The ability to communicate in more than one language is essential to the concept of an international education that promotes intercultural understanding, and is central to the IB’s mission. The study of additional languages in the MYP provides students with the opportunity to develop insights into the features, processes and craft of language and the concept of culture, and realise that there are diverse ways of living, behaving and viewing the world.
Language acquisition offers students the opportunity to explore and reflect on the cultural perspectives of our own and other communities, which is central to developing critical thinking and international-mindedness. It greatly contributes to the students’ holistic development and to the strengthening of lifelong learning skills. It equips students with the necessary multiliteracy skills and attitudes to communicate successfully in various global contexts.
The aims of MYP language acquisition are to encourage and enable students to:
- gain proficiency in an additional language while supporting maintenance of their mother tongue and cultural heritage
- develop the communication skills necessary for further language learning, and for study, work and leisure in a range of contexts
- understand the nature of language and the process of language learning
- develop a respect for, and understanding of, diverse linguistic and cultural heritages
- develop curiosity, inquiry and a lifelong interest in language learning
Not only do students learn an additional language, but learn through language.
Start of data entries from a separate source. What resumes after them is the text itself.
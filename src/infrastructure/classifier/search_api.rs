use async_trait::async_trait;
use serde::Deserialize;
use tracing::debug;

use super::http_client::HttpClientTrait;
use crate::domain::classifier::{Approach, Classification, ClassifierAdapter};
use crate::domain::DomainError;

pub const DEFAULT_SEARCH_PATH: &str = "/api/search";
pub const DEFAULT_MAX_RESULTS: u32 = 20;

/// Classifier backed by a search service that reports the category it
/// detected for a query
#[derive(Debug)]
pub struct SearchApiClassifier<C: HttpClientTrait> {
    client: C,
    approach: Approach,
    base_url: String,
    path: String,
    max_results: u32,
}

impl<C: HttpClientTrait> SearchApiClassifier<C> {
    pub fn new(client: C, approach: Approach, base_url: impl Into<String>) -> Self {
        Self {
            client,
            approach,
            base_url: base_url.into().trim_end_matches('/').to_string(),
            path: DEFAULT_SEARCH_PATH.to_string(),
            max_results: DEFAULT_MAX_RESULTS,
        }
    }

    pub fn with_path(mut self, path: impl Into<String>) -> Self {
        let path = path.into();
        self.path = if path.starts_with('/') {
            path
        } else {
            format!("/{}", path)
        };
        self
    }

    pub fn with_max_results(mut self, max_results: u32) -> Self {
        self.max_results = max_results;
        self
    }

    fn search_url(&self) -> String {
        format!("{}{}", self.base_url, self.path)
    }

    fn parse_response(&self, json: serde_json::Value) -> Result<Classification, DomainError> {
        let response: SearchResponse = serde_json::from_value(json).map_err(|e| {
            DomainError::adapter(
                self.approach.as_str(),
                format!("Failed to parse search response: {}", e),
            )
        })?;

        let category = response
            .detected_category
            .map(|c| c.trim().to_string())
            .filter(|c| !c.is_empty());

        let mut classification = Classification::new(
            category,
            response.category_confidence.unwrap_or(0.0),
            response.category_applied.unwrap_or(false),
        )
        .with_duration_ms(response.query_time_ms.unwrap_or(0.0));

        if let Some(reasoning) = response
            .typesense_query
            .and_then(|q| q.llm_reasoning)
            .filter(|r| !r.is_empty())
        {
            classification = classification.with_reasoning(reasoning);
        }

        Ok(classification)
    }
}

#[async_trait]
impl<C: HttpClientTrait> ClassifierAdapter for SearchApiClassifier<C> {
    fn approach(&self) -> Approach {
        self.approach
    }

    async fn classify(&self, query: &str) -> Result<Classification, DomainError> {
        let body = serde_json::json!({
            "query": query,
            "max_results": self.max_results,
        });

        debug!(approach = %self.approach, url = %self.search_url(), query, "Sending search request");

        let json = self
            .client
            .post_json(
                &self.search_url(),
                vec![("Content-Type", "application/json")],
                &body,
            )
            .await
            .map_err(|e| match e {
                DomainError::Adapter { message, .. } => {
                    DomainError::adapter(self.approach.as_str(), message)
                }
                other => other,
            })?;

        self.parse_response(json)
    }
}

// Search service response types

#[derive(Debug, Deserialize)]
struct SearchResponse {
    #[serde(default)]
    detected_category: Option<String>,
    #[serde(default)]
    category_confidence: Option<f64>,
    #[serde(default)]
    category_applied: Option<bool>,
    #[serde(default)]
    query_time_ms: Option<f64>,
    #[serde(default)]
    typesense_query: Option<TypesenseQuery>,
}

#[derive(Debug, Deserialize)]
struct TypesenseQuery {
    #[serde(default)]
    llm_reasoning: Option<String>,
}

#[cfg(test)]
mod tests {
    use super::*;
    use crate::infrastructure::classifier::http_client::mock::MockHttpClient;
    use crate::infrastructure::classifier::http_client::HttpClient;
    use wiremock::matchers::{body_json, method, path};
    use wiremock::{Mock, MockServer, ResponseTemplate};

    const URL: &str = "http://rag.local/api/search";

    #[tokio::test]
    async fn test_classify_parses_rag_response() {
        let client = MockHttpClient::new().with_response(
            URL,
            serde_json::json!({
                "results": [],
                "detected_category": "Gloves",
                "category_confidence": 0.92,
                "category_applied": true,
                "query_time_ms": 812.5,
                "typesense_query": {"llm_reasoning": "SKU belongs to the glove line"}
            }),
        );
        let classifier = SearchApiClassifier::new(client, Approach::Rag, "http://rag.local/");

        let classification = classifier.classify("Ansell gloves ANS 5789911").await.unwrap();

        assert_eq!(classification.category.as_deref(), Some("Gloves"));
        assert!(classification.filter_applied);
        assert!((classification.confidence - 0.92).abs() < f64::EPSILON);
        assert_eq!(
            classification.reasoning.as_deref(),
            Some("SKU belongs to the glove line")
        );
        assert_eq!(classification.duration_ms, 812.5);
    }

    #[tokio::test]
    async fn test_classify_defaults_null_fields() {
        let client = MockHttpClient::new().with_response(
            URL,
            serde_json::json!({
                "detected_category": null,
                "category_confidence": null,
                "category_applied": null
            }),
        );
        let classifier = SearchApiClassifier::new(client, Approach::Old, "http://rag.local");

        let classification = classifier.classify("filters").await.unwrap();

        assert_eq!(classification.category, None);
        assert_eq!(classification.confidence, 0.0);
        assert!(!classification.filter_applied);
        assert_eq!(classification.reasoning, None);
    }

    #[tokio::test]
    async fn test_classify_sends_query_and_max_results() {
        let client = MockHttpClient::new().with_response(URL, serde_json::json!({}));
        let classifier = SearchApiClassifier::new(client, Approach::Old, "http://rag.local")
            .with_max_results(5);

        classifier.classify("pipettes").await.unwrap();

        let requests = classifier.client.requests();
        assert_eq!(requests.len(), 1);
        assert_eq!(requests[0].0, URL);
        assert_eq!(
            requests[0].1,
            serde_json::json!({"query": "pipettes", "max_results": 5})
        );
    }

    #[tokio::test]
    async fn test_classify_error_names_approach() {
        let client = MockHttpClient::new().with_error(URL, "HTTP 500: boom");
        let classifier = SearchApiClassifier::new(client, Approach::Rag, "http://rag.local");

        let error = classifier.classify("tubes").await.unwrap_err();

        assert!(matches!(error, DomainError::Adapter { ref adapter, .. } if adapter == "rag"));
        assert!(error.to_string().contains("boom"));
    }

    #[tokio::test]
    async fn test_classify_against_http_server() {
        let server = MockServer::start().await;
        Mock::given(method("POST"))
            .and(path("/search/v2"))
            .and(body_json(
                serde_json::json!({"query": "lab coats", "max_results": 20}),
            ))
            .respond_with(ResponseTemplate::new(200).set_body_json(serde_json::json!({
                "detected_category": "Lab Coats",
                "category_confidence": 0.81,
                "category_applied": true
            })))
            .expect(1)
            .mount(&server)
            .await;

        let classifier = SearchApiClassifier::new(HttpClient::new(), Approach::Old, server.uri())
            .with_path("search/v2");

        let classification = classifier.classify("lab coats").await.unwrap();

        assert_eq!(classification.category.as_deref(), Some("Lab Coats"));
        assert!(classification.filter_applied);
    }
}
Language is used as an inquiry tool to facilitate key concepts such as communication, connections, creativity and culture. Through unit planners, students have the opportunity to learn the language, but primarily to understand how to use language appropriately to communicate effectively.
Taking into account the needs and skills of the students, additional language students are placed into 6 phases / levels in the MYP. Each phase has specific goals, and all phases are assessed using the same criteria.
Each language acquisition objective corresponds to one of four equally weighted assessment criteria. Each criterion has 8 possible achievement levels (1-8), divided into 4 bands with unique descriptors which are used by teachers to assess pupils’ work.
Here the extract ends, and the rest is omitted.